[Haskell-cafe] Parsec beginners problem
Jim Burton
jim at sdf-eu.org
Sat Apr 28 09:58:35 EDT 2007
Chris Kuklewicz wrote:
[snip]
>
> There are other modules that come with Haskell than
> Text.ParserCombinators.Parsec
> such as
> Text.ParserCombinators.ReadP
>
> The solution with ReadP makes for a very short 'parse' function. Note that
> reader is built in a recursive manner.
>
>> module Morse where
>>
>> import Control.Monad(guard)
>> import Text.ParserCombinators.ReadP
>>
>> parse = map fst . readP_to_S reader
>> where reader = done <++ choice (map pairToReader table)
>> done = look >>= guard . null >> return []

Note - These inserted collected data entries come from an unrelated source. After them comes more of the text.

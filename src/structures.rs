//! On-disk btrfs item payloads, as returned inside a tree-search result buffer.
//!
//! These are the same byte layouts the kernel uses on disk (little-endian,
//! naturally aligned within their packed representation); the ioctl transport
//! hands us the payload bytes for one item at a time and this module is only
//! concerned with reinterpreting them as typed records. Decoders never mutate
//! the buffers they're given.

pub const BTRFS_UUID_SIZE: usize = 16;
pub const BTRFS_FSID_SIZE: usize = 16;

pub const BTRFS_ROOT_TREE_OBJECTID: u64 = 1;
pub const BTRFS_EXTENT_TREE_OBJECTID: u64 = 2;
pub const BTRFS_CHUNK_TREE_OBJECTID: u64 = 3;
pub const BTRFS_DEV_TREE_OBJECTID: u64 = 4;
pub const BTRFS_FS_TREE_OBJECTID: u64 = 5;

pub const BTRFS_FIRST_CHUNK_TREE_OBJECTID: u64 = 256;

/// Low bits of a chunk/block-group `type_flags` word select the role.
pub const BTRFS_BLOCK_GROUP_DATA: u64 = 1 << 0;
pub const BTRFS_BLOCK_GROUP_SYSTEM: u64 = 1 << 1;
pub const BTRFS_BLOCK_GROUP_METADATA: u64 = 1 << 2;
pub const BTRFS_BLOCK_GROUP_TYPE_MASK: u64 =
    BTRFS_BLOCK_GROUP_DATA | BTRFS_BLOCK_GROUP_SYSTEM | BTRFS_BLOCK_GROUP_METADATA;

/// RAID-profile bits, higher up the same word.
pub const BTRFS_BLOCK_GROUP_RAID0: u64 = 1 << 3;
pub const BTRFS_BLOCK_GROUP_RAID1: u64 = 1 << 4;
pub const BTRFS_BLOCK_GROUP_DUP: u64 = 1 << 5;
pub const BTRFS_BLOCK_GROUP_RAID10: u64 = 1 << 6;
pub const BTRFS_BLOCK_GROUP_RAID5: u64 = 1 << 7;
pub const BTRFS_BLOCK_GROUP_RAID6: u64 = 1 << 8;
pub const BTRFS_BLOCK_GROUP_RAID1C3: u64 = 1 << 9;
pub const BTRFS_BLOCK_GROUP_RAID1C4: u64 = 1 << 10;
pub const BTRFS_BLOCK_GROUP_PROFILE_MASK: u64 = !BTRFS_BLOCK_GROUP_TYPE_MASK;

/*
  repr(u8) won't round-trip on big-endian architectures without extra care.
  We could work around that with target_endian config, swapping the declared
  values on big-endian systems. Not going to write code I can't test.
*/
#[repr(u8)]
#[derive(Clone, Copy, Debug, PartialEq, Eq, PartialOrd, Ord)]
#[allow(dead_code, non_camel_case_types)]
pub enum BtrfsItemType {
    MIN = 0x00,
    INODE_ITEM = 0x01,
    INODE_REF = 0x0c,
    XATTR_ITEM = 0x18,
    DIR_ITEM = 0x54,
    DIR_INDEX = 0x60,
    EXTENT_DATA = 0x6c,
    CSUM_ITEM = 0x78,
    ROOT_ITEM = 0x84,
    ROOT_BACKREF = 0x90,
    ROOT_REF = 0x9c,
    EXTENT_ITEM = 0xa8,
    METADATA_ITEM = 0xa9,
    BLOCK_GROUP_ITEM = 0xc0,
    FREE_SPACE_INFO = 0xc6,
    FREE_SPACE_EXTENT = 0xc7,
    FREE_SPACE_BITMAP = 0xc8,
    DEV_EXTENT = 0xcc,
    DEV_ITEM = 0xd8,
    CHUNK_ITEM = 0xe4,
    STRING_ITEM = 0xfd,
    MAX = 0xff,
}

impl TryFrom<u8> for BtrfsItemType {
    type Error = ();

    fn try_from(v: u8) -> Result<Self, ()> {
        use BtrfsItemType::*;
        Ok(match v {
            0x00 => MIN,
            0x01 => INODE_ITEM,
            0x0c => INODE_REF,
            0x18 => XATTR_ITEM,
            0x54 => DIR_ITEM,
            0x60 => DIR_INDEX,
            0x6c => EXTENT_DATA,
            0x78 => CSUM_ITEM,
            0x84 => ROOT_ITEM,
            0x90 => ROOT_BACKREF,
            0x9c => ROOT_REF,
            0xa8 => EXTENT_ITEM,
            0xa9 => METADATA_ITEM,
            0xc0 => BLOCK_GROUP_ITEM,
            0xc6 => FREE_SPACE_INFO,
            0xc7 => FREE_SPACE_EXTENT,
            0xc8 => FREE_SPACE_BITMAP,
            0xcc => DEV_EXTENT,
            0xd8 => DEV_ITEM,
            0xe4 => CHUNK_ITEM,
            0xfd => STRING_ITEM,
            0xff => MAX,
            _ => return Err(()),
        })
    }
}

pub type LE16 = u16;
pub type LE32 = u32;
pub type LE64 = u64;

pub type BtrfsUuid = [u8; BTRFS_UUID_SIZE];
pub type BtrfsFsid = [u8; BTRFS_FSID_SIZE];

/// A tree-search key: `(objectid, item_type, offset)`, ordered lexicographically
/// in that order. This is the logical key a caller builds to describe a search;
/// the 104-byte on-disk ioctl search key lives in [`crate::ioctl`].
#[derive(Clone, Copy, Debug, PartialEq, Eq, PartialOrd, Ord)]
pub struct BtrfsDiskKey {
    pub objectid: LE64,
    pub item_type: u8,
    pub offset: LE64,
}

#[repr(C, packed)]
#[derive(Clone, Copy)]
pub struct btrfs_stripe {
    pub devid: LE64,
    pub offset: LE64,
    pub dev_uuid: BtrfsUuid,
}
static_assertions::assert_eq_size!([u8; 32], btrfs_stripe);

/// `CHUNK_ITEM` fixed head; `num_stripes` [`btrfs_stripe`] records follow.
#[repr(C, packed)]
#[derive(Clone, Copy)]
pub struct btrfs_chunk {
    pub length: LE64,
    pub owner: LE64,
    pub stripe_len: LE64,
    pub r#type: LE64,
    pub io_align: LE32,
    pub io_width: LE32,
    pub sector_size: LE32,
    pub num_stripes: LE16,
    pub sub_stripes: LE16,
}
static_assertions::assert_eq_size!([u8; 48], btrfs_chunk);

/// `DEV_ITEM` payload; 98 bytes, packed.
#[repr(C, packed)]
#[derive(Clone, Copy)]
pub struct btrfs_dev_item {
    pub devid: LE64,
    pub total_bytes: LE64,
    pub bytes_used: LE64,
    pub io_align: LE32,
    pub io_width: LE32,
    pub sector_size: LE32,
    pub r#type: LE64,
    pub generation: LE64,
    pub start_offset: LE64,
    pub dev_group: LE32,
    pub seek_speed: u8,
    pub bandwidth: u8,
    pub uuid: BtrfsUuid,
    pub fsid: BtrfsFsid,
}
static_assertions::assert_eq_size!([u8; 98], btrfs_dev_item);

/// `DEV_EXTENT` payload: a physical range on one device backing part of a
/// chunk's logical range.
#[repr(C, packed)]
#[derive(Clone, Copy)]
pub struct btrfs_dev_extent {
    pub chunk_tree: LE64,
    pub chunk_objectid: LE64,
    pub chunk_offset: LE64,
    pub length: LE64,
    pub chunk_tree_uuid: BtrfsUuid,
}
static_assertions::assert_eq_size!([u8; 48], btrfs_dev_extent);

/// `BLOCK_GROUP_ITEM` payload: point-in-time usage metric for one chunk.
#[repr(C, packed)]
#[derive(Clone, Copy)]
pub struct btrfs_block_group_item {
    pub used: LE64,
    pub chunk_objectid: LE64,
    pub flags: LE64,
}
static_assertions::assert_eq_size!([u8; 24], btrfs_block_group_item);

#[repr(C, packed)]
#[derive(Clone, Copy)]
pub struct btrfs_timespec {
    pub sec: LE64,
    pub nsec: LE32,
}

#[repr(C, packed)]
#[derive(Clone, Copy)]
pub struct btrfs_inode_item {
    pub generation: LE64,
    pub transid: LE64,
    pub size: LE64,
    pub nbytes: LE64,
    pub block_group: LE64,
    pub nlink: LE32,
    pub uid: LE32,
    pub gid: LE32,
    pub mode: LE32,
    pub rdev: LE64,
    pub flags: LE64,
    pub sequence: LE64,
    pub __reserved: [LE64; 4],
    pub atime: btrfs_timespec,
    pub ctime: btrfs_timespec,
    pub mtime: btrfs_timespec,
    pub otime: btrfs_timespec,
}
static_assertions::assert_eq_size!([u8; 160], btrfs_inode_item);

/// Raw on-disk key layout embedded inside [`btrfs_root_item::drop_progress`];
/// distinct from [`BtrfsDiskKey`] because it needs to be `#[repr(C, packed)]`
/// to sit inline in the struct.
#[repr(C, packed)]
#[derive(Clone, Copy)]
pub struct BtrfsDiskKeyRaw {
    pub objectid: LE64,
    pub item_type: u8,
    pub offset: LE64,
}

/// `ROOT_ITEM` payload, minimum 239 bytes; at >=375 bytes also carries the
/// uuid triple and four timestamps (spec §4.2). This is the full modern
/// layout; the decoder falls back to the inode-only prefix for shorter,
/// legacy records.
#[repr(C, packed)]
#[derive(Clone, Copy)]
pub struct btrfs_root_item {
    pub inode: btrfs_inode_item,
    pub generation: LE64,
    pub root_dirid: LE64,
    pub bytenr: LE64,
    pub byte_limit: LE64,
    pub bytes_used: LE64,
    pub last_snapshot: LE64,
    pub flags: LE64,
    pub refs: LE32,
    pub drop_progress: BtrfsDiskKeyRaw,
    pub drop_level: u8,
    pub level: u8,
    pub generation_v2: LE64,
    pub uuid: BtrfsUuid,
    pub parent_uuid: BtrfsUuid,
    pub received_uuid: BtrfsUuid,
    pub ctransid: LE64,
    pub otransid: LE64,
    pub stransid: LE64,
    pub rtransid: LE64,
    pub ctime: btrfs_timespec,
    pub otime: btrfs_timespec,
    pub stime: btrfs_timespec,
    pub rtime: btrfs_timespec,
}

pub const BTRFS_ROOT_ITEM_MIN_SIZE: usize = 239;
pub const BTRFS_ROOT_ITEM_WITH_UUIDS_SIZE: usize = 375;

/// `ROOT_BACKREF` fixed head; a name of `name_len` bytes follows, used to
/// reconstruct the path from a subvolume to its parent.
#[repr(C, packed)]
#[derive(Clone, Copy)]
pub struct btrfs_root_ref {
    pub dirid: LE64,
    pub sequence: LE64,
    pub name_len: LE16,
}
static_assertions::assert_eq_size!([u8; 18], btrfs_root_ref);

#[repr(C, packed)]
#[derive(Clone, Copy)]
pub struct btrfs_extent_item {
    pub refs: LE64,
    pub generation: LE64,
    pub flags: LE64,
}
static_assertions::assert_eq_size!([u8; 24], btrfs_extent_item);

>> pairToReader (s,c) = string s >> fmap (c:) reader
>>
>> table = (".-",'A'):
>> ("-...",'B'):
>> ("-.-.",'C'):
>> ("-..",'D'):
>> (".",'E'):
>> ("..-.",'F'):
>> ("--.",'G'):
>> ("....",'H'):
>> ("..",'I'):
>> (".---",'J'):
>> ("-.-",'K'):
>> (".-..",'L'):
>> ("--",'M'):
>> ("-.",'N'):
>> ("---",'O'):
>> (".--.",'P'):
>> ("--.-",'Q'):
>> (".-.",'R'):
>> ("...",'S'):
>> ("-",'T'):
>> ("..-",'U'):
>> ("...-",'V'):
>> (".--",'W'):
>> ("-..-",'X'):
>> ("-.--",'Y'):
>> ("--..",'Z'):
>> []
>
> The table is sorted which means the result of 'parse' is in sorted alphabetical
> order.
>
> It also does not check which are dictionary words, so it finds many solutions:
>
> *Morse> length $ parse "...---..-....-"
> 5104
>
> *Morse> take 10 $ parse "...---..-....-"
> ["EEAGAEEEA","EEAGAEEEET","EEAGAEEIT","EEAGAEEU","EEAGAEIA","EEAGAEIET","EEAGAEST","EEAGAEV","EEAGAHT","EEAGAIEA"]
>
Thanks Chris, that's a neat solution and an eye opener for me -- I need
to investigate the Text package I think.